Please copy each line from the entries that contains the string "Validator".

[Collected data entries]
================================

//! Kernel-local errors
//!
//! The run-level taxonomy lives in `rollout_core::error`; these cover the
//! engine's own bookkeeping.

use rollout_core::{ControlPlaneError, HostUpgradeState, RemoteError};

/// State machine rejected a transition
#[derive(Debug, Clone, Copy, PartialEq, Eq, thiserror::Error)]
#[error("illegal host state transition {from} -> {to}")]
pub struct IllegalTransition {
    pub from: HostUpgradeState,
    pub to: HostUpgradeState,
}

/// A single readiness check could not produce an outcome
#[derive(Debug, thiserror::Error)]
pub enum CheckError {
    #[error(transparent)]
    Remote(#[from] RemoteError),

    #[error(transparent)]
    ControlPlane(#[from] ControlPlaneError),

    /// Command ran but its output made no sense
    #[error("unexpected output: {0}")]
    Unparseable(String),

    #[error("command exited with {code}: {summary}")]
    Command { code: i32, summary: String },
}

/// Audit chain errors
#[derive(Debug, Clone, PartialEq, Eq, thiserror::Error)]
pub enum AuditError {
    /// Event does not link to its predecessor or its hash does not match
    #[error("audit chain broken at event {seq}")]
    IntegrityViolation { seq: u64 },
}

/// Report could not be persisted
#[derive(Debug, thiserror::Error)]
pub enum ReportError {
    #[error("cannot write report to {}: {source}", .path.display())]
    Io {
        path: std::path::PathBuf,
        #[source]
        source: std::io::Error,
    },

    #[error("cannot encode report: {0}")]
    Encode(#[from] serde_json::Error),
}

================================

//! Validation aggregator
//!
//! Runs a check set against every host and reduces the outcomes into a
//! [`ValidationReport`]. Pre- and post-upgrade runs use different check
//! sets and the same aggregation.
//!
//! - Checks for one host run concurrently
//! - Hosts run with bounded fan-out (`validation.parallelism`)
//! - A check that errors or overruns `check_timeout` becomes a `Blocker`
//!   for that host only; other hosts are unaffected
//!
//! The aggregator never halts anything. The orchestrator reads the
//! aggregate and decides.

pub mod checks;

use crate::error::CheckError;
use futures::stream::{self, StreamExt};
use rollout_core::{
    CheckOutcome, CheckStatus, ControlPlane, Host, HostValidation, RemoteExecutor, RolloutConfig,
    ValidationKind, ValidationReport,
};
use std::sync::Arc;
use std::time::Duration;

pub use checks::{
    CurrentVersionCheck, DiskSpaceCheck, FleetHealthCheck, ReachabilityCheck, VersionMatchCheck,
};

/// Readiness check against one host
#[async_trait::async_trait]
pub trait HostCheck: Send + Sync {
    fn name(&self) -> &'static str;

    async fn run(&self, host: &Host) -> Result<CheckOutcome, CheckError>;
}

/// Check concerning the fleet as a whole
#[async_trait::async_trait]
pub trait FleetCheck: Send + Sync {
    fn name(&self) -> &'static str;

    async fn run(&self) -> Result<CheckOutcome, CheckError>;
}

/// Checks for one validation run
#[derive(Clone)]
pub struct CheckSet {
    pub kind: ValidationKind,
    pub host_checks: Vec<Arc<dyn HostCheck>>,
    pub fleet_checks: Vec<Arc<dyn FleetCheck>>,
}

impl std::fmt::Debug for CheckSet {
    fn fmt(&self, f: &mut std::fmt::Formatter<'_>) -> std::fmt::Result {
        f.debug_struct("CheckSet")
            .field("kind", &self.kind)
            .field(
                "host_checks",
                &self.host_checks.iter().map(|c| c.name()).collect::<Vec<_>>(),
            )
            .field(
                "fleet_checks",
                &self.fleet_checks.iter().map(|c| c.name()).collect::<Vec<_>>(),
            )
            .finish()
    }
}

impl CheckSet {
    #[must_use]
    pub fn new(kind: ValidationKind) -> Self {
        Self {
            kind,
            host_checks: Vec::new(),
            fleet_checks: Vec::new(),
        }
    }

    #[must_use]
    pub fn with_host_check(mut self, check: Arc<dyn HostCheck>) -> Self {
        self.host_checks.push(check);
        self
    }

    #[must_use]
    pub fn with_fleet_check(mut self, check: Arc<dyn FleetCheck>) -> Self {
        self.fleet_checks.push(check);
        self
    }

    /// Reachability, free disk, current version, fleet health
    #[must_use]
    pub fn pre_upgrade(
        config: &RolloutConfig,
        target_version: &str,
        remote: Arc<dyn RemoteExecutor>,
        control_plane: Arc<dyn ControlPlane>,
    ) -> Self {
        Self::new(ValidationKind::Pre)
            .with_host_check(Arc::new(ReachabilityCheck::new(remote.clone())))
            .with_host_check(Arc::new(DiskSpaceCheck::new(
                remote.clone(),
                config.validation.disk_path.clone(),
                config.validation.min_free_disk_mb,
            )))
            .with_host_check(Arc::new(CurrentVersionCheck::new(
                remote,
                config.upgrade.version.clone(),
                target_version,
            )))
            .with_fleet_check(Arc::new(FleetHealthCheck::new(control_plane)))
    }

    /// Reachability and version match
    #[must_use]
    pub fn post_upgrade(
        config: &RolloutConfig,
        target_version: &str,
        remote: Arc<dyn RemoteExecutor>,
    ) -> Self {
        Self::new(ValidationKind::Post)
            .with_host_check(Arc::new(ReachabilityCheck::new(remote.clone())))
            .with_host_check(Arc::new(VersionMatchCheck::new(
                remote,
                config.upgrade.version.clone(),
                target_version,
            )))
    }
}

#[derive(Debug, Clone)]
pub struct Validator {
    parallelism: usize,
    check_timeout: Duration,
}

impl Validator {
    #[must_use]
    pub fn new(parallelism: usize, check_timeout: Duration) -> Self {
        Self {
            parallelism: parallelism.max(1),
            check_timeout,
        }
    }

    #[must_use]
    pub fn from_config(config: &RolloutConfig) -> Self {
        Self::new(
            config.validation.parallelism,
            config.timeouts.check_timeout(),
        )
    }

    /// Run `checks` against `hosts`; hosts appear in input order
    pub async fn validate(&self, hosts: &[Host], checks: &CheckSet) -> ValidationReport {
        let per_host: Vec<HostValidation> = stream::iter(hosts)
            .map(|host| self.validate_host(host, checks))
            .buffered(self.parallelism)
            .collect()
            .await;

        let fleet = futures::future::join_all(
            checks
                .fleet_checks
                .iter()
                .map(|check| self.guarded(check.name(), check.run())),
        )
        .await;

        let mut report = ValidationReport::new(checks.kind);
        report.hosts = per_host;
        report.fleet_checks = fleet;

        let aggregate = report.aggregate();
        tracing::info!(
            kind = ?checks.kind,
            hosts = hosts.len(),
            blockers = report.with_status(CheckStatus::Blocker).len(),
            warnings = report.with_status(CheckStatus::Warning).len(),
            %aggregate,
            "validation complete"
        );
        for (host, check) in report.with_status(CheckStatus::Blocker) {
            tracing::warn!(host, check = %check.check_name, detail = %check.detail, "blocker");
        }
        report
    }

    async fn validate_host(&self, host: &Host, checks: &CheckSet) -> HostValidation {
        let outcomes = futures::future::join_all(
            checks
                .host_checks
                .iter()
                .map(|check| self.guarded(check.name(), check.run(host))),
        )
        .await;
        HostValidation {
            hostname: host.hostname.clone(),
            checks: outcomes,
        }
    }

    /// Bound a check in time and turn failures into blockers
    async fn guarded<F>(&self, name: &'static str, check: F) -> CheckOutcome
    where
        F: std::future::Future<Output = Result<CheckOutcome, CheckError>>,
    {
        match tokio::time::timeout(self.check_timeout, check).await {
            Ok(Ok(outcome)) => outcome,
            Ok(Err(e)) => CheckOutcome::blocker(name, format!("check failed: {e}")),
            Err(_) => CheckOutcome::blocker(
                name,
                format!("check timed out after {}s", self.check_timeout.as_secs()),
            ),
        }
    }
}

================================

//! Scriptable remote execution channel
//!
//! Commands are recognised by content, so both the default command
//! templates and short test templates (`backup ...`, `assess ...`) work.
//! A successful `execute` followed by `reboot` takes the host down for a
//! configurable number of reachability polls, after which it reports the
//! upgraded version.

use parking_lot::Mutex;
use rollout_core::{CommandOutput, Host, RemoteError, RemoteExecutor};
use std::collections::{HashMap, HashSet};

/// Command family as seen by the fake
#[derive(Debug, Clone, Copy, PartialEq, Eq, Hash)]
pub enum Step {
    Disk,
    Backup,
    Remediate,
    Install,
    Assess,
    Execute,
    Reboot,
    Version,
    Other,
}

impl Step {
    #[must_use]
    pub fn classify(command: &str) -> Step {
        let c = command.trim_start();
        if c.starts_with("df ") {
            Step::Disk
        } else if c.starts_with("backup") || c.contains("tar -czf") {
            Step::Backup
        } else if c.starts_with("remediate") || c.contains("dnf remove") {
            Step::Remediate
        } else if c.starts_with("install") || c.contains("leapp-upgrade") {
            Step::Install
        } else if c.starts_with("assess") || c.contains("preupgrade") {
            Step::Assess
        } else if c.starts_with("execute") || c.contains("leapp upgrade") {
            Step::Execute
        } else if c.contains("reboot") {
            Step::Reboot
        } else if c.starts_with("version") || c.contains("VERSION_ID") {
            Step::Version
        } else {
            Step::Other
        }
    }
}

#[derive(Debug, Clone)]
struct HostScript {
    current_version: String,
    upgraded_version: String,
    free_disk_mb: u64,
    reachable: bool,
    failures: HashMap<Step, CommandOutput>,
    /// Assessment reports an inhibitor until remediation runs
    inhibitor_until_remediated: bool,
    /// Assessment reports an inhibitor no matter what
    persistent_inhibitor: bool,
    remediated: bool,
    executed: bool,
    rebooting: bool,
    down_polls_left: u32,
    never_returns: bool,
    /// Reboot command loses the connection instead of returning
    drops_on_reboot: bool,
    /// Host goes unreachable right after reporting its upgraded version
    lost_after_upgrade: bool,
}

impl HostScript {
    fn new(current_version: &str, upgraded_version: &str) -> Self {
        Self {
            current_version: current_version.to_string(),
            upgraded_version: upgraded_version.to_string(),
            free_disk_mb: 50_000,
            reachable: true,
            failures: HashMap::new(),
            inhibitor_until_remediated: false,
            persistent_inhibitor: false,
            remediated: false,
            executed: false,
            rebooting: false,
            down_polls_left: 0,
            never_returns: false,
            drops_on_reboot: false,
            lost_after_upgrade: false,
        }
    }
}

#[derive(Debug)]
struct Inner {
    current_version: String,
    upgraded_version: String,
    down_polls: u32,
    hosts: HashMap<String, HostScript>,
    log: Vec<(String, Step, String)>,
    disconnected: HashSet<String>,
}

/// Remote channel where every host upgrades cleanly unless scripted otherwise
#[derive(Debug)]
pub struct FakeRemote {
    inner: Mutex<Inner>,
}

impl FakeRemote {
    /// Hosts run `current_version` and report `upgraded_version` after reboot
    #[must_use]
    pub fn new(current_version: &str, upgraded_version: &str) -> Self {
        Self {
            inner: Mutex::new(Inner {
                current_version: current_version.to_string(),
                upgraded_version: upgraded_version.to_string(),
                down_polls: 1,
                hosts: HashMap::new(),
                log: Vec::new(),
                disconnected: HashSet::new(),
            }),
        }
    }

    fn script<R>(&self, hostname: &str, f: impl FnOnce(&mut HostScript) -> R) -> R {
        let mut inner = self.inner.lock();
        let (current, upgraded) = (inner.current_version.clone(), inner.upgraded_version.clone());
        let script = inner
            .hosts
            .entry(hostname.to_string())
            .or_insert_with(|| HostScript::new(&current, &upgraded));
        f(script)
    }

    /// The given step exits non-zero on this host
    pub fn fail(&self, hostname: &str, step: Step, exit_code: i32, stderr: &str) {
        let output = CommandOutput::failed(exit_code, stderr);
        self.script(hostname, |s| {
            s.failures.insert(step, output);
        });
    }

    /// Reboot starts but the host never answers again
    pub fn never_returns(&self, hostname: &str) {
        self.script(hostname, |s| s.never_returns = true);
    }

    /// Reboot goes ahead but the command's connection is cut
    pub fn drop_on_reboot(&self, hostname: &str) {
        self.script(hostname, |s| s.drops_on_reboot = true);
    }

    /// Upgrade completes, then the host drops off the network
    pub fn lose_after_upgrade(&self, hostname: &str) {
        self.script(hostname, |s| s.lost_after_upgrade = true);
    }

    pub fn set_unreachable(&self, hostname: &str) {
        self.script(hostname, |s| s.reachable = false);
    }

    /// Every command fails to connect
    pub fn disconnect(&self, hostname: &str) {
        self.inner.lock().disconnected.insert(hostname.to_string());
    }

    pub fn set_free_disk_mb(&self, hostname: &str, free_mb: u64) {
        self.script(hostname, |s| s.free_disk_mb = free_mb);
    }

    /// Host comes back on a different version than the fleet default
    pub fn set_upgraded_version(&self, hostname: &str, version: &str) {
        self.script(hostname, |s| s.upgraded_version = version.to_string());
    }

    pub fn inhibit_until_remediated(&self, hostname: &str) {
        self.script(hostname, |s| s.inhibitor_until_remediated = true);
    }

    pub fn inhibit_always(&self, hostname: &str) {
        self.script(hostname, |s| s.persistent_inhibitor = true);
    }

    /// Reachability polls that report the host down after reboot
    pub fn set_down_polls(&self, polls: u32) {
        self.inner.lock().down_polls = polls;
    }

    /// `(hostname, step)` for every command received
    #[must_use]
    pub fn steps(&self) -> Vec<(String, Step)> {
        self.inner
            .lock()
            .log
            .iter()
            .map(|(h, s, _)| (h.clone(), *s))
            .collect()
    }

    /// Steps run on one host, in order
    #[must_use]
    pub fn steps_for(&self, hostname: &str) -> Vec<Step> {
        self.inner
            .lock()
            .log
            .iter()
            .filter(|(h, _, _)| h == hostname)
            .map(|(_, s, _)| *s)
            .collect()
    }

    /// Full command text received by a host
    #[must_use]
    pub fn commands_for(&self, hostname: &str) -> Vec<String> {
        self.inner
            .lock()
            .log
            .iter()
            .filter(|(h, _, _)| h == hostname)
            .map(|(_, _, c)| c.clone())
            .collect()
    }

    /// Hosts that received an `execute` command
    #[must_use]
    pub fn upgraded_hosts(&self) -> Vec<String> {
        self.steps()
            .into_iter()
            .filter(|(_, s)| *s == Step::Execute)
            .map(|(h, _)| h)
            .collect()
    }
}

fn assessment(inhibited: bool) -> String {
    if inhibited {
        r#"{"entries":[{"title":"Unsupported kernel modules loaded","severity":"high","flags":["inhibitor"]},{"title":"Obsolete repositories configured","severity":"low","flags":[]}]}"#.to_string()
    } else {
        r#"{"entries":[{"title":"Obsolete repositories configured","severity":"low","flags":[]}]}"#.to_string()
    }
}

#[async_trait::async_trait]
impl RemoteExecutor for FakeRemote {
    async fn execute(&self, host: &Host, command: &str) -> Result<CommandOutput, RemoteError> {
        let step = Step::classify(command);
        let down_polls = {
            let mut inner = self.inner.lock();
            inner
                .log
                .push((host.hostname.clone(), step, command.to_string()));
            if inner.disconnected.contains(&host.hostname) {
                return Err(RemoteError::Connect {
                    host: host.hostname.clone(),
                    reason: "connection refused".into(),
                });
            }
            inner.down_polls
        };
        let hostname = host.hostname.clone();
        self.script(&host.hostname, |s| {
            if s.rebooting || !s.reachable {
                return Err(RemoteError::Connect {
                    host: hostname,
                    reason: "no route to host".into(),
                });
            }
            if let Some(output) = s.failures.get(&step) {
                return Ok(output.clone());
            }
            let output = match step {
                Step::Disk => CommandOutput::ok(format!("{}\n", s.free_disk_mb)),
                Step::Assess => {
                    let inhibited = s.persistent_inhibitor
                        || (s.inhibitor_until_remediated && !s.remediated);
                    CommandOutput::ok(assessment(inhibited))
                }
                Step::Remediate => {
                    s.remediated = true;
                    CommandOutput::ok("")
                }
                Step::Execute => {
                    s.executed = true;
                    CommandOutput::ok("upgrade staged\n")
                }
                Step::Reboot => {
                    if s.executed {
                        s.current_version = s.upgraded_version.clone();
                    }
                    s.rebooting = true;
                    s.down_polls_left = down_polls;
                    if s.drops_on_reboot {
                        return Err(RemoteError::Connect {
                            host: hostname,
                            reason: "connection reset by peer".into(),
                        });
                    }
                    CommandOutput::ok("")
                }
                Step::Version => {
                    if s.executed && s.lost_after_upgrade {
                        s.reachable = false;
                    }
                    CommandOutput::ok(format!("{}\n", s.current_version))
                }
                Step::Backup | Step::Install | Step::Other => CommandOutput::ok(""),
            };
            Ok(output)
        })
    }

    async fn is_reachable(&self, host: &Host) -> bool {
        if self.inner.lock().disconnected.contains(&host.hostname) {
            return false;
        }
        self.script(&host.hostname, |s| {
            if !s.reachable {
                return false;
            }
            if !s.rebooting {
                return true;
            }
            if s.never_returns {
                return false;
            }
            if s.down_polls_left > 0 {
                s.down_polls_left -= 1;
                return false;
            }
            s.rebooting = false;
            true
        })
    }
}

================================

Written answer
pub struct Validator {
impl Validator {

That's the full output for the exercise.